Figure 1 Flow chart for patient selection and study design.


Combination drugs in all NCRT regimens were based on capecitabine, uracil-tegafur, or intravenous 5-fluorouracil. All patients were treated with intensity-modulated radiotherapy consisting of seven coplanar fields with 10-MV photons. The total dose applied to the pelvis was 45 Gy administered in 25 fractions over 5 weeks. The gross tumor and metastatic pelvic lymph nodes were boosted by applying a dose of 5.4 Gy divided into 3 fractions. Although not yet a standard treatment, intensity-modulated radiotherapy may help reduce treatment-related toxicities without compromising response rates (21).

Pathological assessment

After TME, each patient’s pathological response was assessed according to the Dworak tumor regression grade (TRG) (22). Patients with TRG3 and TRG4 were considered to have favorable responses to NCRT, and those with TRG4 were considered to have pCR. Patients with TRG0, TRG1, and TRG2 were considered poor responders.

PET/CT image acquisition

Patients received PET/CT for pretreatment staging and subsequently underwent primary tumor resection. Patients fasted for at least 4 h prior to [18F]FDG-PET/CT imaging to minimize the effect of serum glucose levels on acquired images. Images were captured using a PET/CT scanner (PET/CT-16 slice, Discovery STE, GE Medical System, Milwaukee, WI, USA) approximately 60 min after 370 MBq of [18F]FDG was administered to patients. Patients were requested to rest during the uptake period. PET/CT commenced with the acquisition of a CT topogram to define the axial examination range.
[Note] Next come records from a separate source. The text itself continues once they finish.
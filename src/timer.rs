//! The timer queue.
//!
//! Every suspension that involves time goes through here: a freshly spawned
//! task (armed with a zero delay), `wait`, the `within` bound of `result` and
//! of the readiness waits, and the indefinite park of a manual resume (armed
//! with no deadline at all). An entry is bound to the [Waker] of the task that
//! armed it; firing an entry wakes that task.
//!
//! Entries are keyed by `(wake time, sequence number)` so that timers due at
//! the same instant fire in the order they were armed.
use std::{
    collections::{BTreeMap, HashMap},
    task::Waker,
    time::{Duration, Instant},
};

use crate::clock::Clock;

/// Identifies an armed timer. Handles are never reused, so a stale handle
/// simply refers to nothing.
#[derive(Debug, Clone, Copy, PartialEq, Eq, Hash)]
pub(crate) struct TimerHandle {
    at: Option<Instant>,
    seq: u64,
}

pub(crate) struct TimerQueue {
    armed: BTreeMap<(Instant, u64), Waker>,
    parked: HashMap<u64, Waker>,
    next_seq: u64,
}

impl TimerQueue {
    pub fn new() -> Self {
        Self {
            armed: BTreeMap::new(),
            parked: HashMap::new(),
            next_seq: 0,
        }
    }

    /// Arm a timer waking `waker` after `delay`. `None` parks the task: the
    /// entry never fires on its own and can only be [taken](Self::take). A
    /// delay too large to be represented as an [Instant] parks as well.
    pub fn schedule(&mut self, waker: Waker, delay: Option<Duration>, now: Instant) -> TimerHandle {
        let seq = self.next_seq;
        self.next_seq += 1;

        match delay.and_then(|d| now.checked_add(d)) {
            Some(at) => {
                self.armed.insert((at, seq), waker);
                TimerHandle { at: Some(at), seq }
            }
            None => {
                self.parked.insert(seq, waker);
                TimerHandle { at: None, seq }
            }
        }
    }

    pub fn cancel(&mut self, handle: TimerHandle) {
        self.take(handle);
    }

    /// Remove an entry that has not fired yet and hand back its waker.
    pub fn take(&mut self, handle: TimerHandle) -> Option<Waker> {
        match handle.at {
            Some(at) => self.armed.remove(&(at, handle.seq)),
            None => self.parked.remove(&handle.seq),
        }
    }

    pub fn is_armed(&self, handle: TimerHandle) -> bool {
        match handle.at {
            Some(at) => self.armed.contains_key(&(at, handle.seq)),
            None => self.parked.contains_key(&handle.seq),
        }
    }

    /// `Some(ZERO)` if a timer is already due, `None` if no entry carries a
    /// deadline, otherwise the time until the soonest one.
    pub fn waiting_time(&self, clock: &Clock) -> Option<Duration> {
        clock.remaining(self.armed.keys().next().map(|(at, _)| *at))
    }

    /// Fire every timer due at `now`, in wake time then arming order. Timers
    /// armed by the woken tasks are left for a later pass.
    pub fn process_pending(&mut self, now: Instant) -> usize {
        let mut due = Vec::new();

        while let Some(entry) = self.armed.first_entry() {
            if entry.key().0 > now {
                break;
            }

            due.push(entry.remove());
        }

        let n = due.len();

        for waker in due {
            waker.wake();
        }

        n
    }

    #[cfg(test)]
    pub fn len(&self) -> usize {
        self.armed.len() + self.parked.len()
    }

    pub fn clear(&mut self) -> Vec<Waker> {
        let mut wakers: Vec<Waker> = std::mem::take(&mut self.armed).into_values().collect();
        wakers.extend(std::mem::take(&mut self.parked).into_values());
        wakers
    }
}

#[cfg(test)]
mod tests {
    use std::{
        sync::{Arc, Mutex},
        task::{Wake, Waker},
        time::{Duration, Instant},
    };

    use super::TimerQueue;
    use crate::clock::Clock;

    struct Recorder {
        id: usize,
        log: Arc<Mutex<Vec<usize>>>,
    }

    impl Wake for Recorder {
        fn wake(self: Arc<Self>) {
            self.log.lock().unwrap().push(self.id);
        }
    }

    fn waker(id: usize, log: &Arc<Mutex<Vec<usize>>>) -> Waker {
        Waker::from(Arc::new(Recorder {
            id,
            log: log.clone(),
        }))
    }

    #[test]
    fn fires_in_deadline_then_fifo_order() {
        let log = Arc::new(Mutex::new(Vec::new()));
        let mut q = TimerQueue::new();
        let clock = Clock;
        let now = clock.now();

        q.schedule(waker(3, &log), Some(Duration::from_secs(1)), now);
        q.schedule(waker(1, &log), Some(Duration::ZERO), now);
        q.schedule(waker(2, &log), Some(Duration::ZERO), now);

        assert_eq!(q.waiting_time(&clock), Some(Duration::ZERO));
        assert_eq!(q.process_pending(now), 2);
        assert_eq!(*log.lock().unwrap(), vec![1, 2]);

        let left = q.waiting_time(&clock).unwrap();
        assert!(left > Duration::ZERO && left <= Duration::from_secs(1));
        assert_eq!(q.process_pending(now + Duration::from_secs(2)), 1);
        assert_eq!(*log.lock().unwrap(), vec![1, 2, 3]);
        assert_eq!(q.waiting_time(&clock), None);
    }

    #[test]
    fn cancel_and_take() {
        let log = Arc::new(Mutex::new(Vec::new()));
        let mut q = TimerQueue::new();
        let now = Instant::now();

        let a = q.schedule(waker(1, &log), Some(Duration::ZERO), now);
        let b = q.schedule(waker(2, &log), Some(Duration::ZERO), now);

        q.cancel(a);
        assert!(!q.is_armed(a));
        assert!(q.is_armed(b));

        q.process_pending(now);
        assert!(!q.is_armed(b));
        assert_eq!(*log.lock().unwrap(), vec![2]);

        // Cancelling a fired timer is a no-op.
        q.cancel(b);
        assert_eq!(q.len(), 0);
    }

    #[test]
    fn parked_entries_never_fire() {
        let log = Arc::new(Mutex::new(Vec::new()));
        let mut q = TimerQueue::new();
        let now = Instant::now();

        let parked = q.schedule(waker(7, &log), None, now);

        assert_eq!(q.waiting_time(&Clock), None);
        assert_eq!(q.process_pending(now + Duration::from_secs(3600)), 0);
        assert!(q.is_armed(parked));

        q.take(parked).unwrap().wake();
        assert!(!q.is_armed(parked));
        assert_eq!(*log.lock().unwrap(), vec![7]);
    }

    #[test]
    fn waiting_time_counts_down() {
        let log = Arc::new(Mutex::new(Vec::new()));
        let mut q = TimerQueue::new();
        let clock = Clock;

        q.schedule(waker(1, &log), Some(Duration::from_millis(10)), clock.now());

        let left = q.waiting_time(&clock).unwrap();
        assert!(left <= Duration::from_millis(10));

        std::thread::sleep(Duration::from_millis(15));
        assert_eq!(q.waiting_time(&clock), Some(Duration::ZERO));
    }

    #[test]
    fn unrepresentable_deadline_never_fires() {
        let log = Arc::new(Mutex::new(Vec::new()));
        let mut q = TimerQueue::new();
        let now = Instant::now();

        let forever = q.schedule(waker(1, &log), Some(Duration::MAX), now);

        assert!(q.is_armed(forever));
        assert_eq!(q.waiting_time(&Clock), None);
        assert_eq!(q.process_pending(now + Duration::from_secs(3600)), 0);

        q.cancel(forever);
        assert_eq!(q.len(), 0);
        assert!(log.lock().unwrap().is_empty());
    }
}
PET images were acquired after CT scans at 2 min per field of view (FOV) in the three-dimensional (3D) acquisition mode with an 11-slice overlap at the FOV borders. The CT images were reconstructed onto a 512×512 matrix and converted into a 128×128 matrix, yielding 511-keV-equivalent attenuation factors for correcting the attenuation of the corresponding PET images. The PET images were then reconstructed through iterative algorithms (3D ordered-subset expectation maximization, 20 iterations, 2 subsets) for attenuation correction using a 3.27-mm transaxial slice thickness covering the head to the upper thighs for further interpretation. A 3-mm full width at half maximum Gaussian filter was applied after reconstruction. The matrix size was 128 voxels × 128 voxels × length of interest, and the voxel size was 5.47×5.47×3.27 mm3.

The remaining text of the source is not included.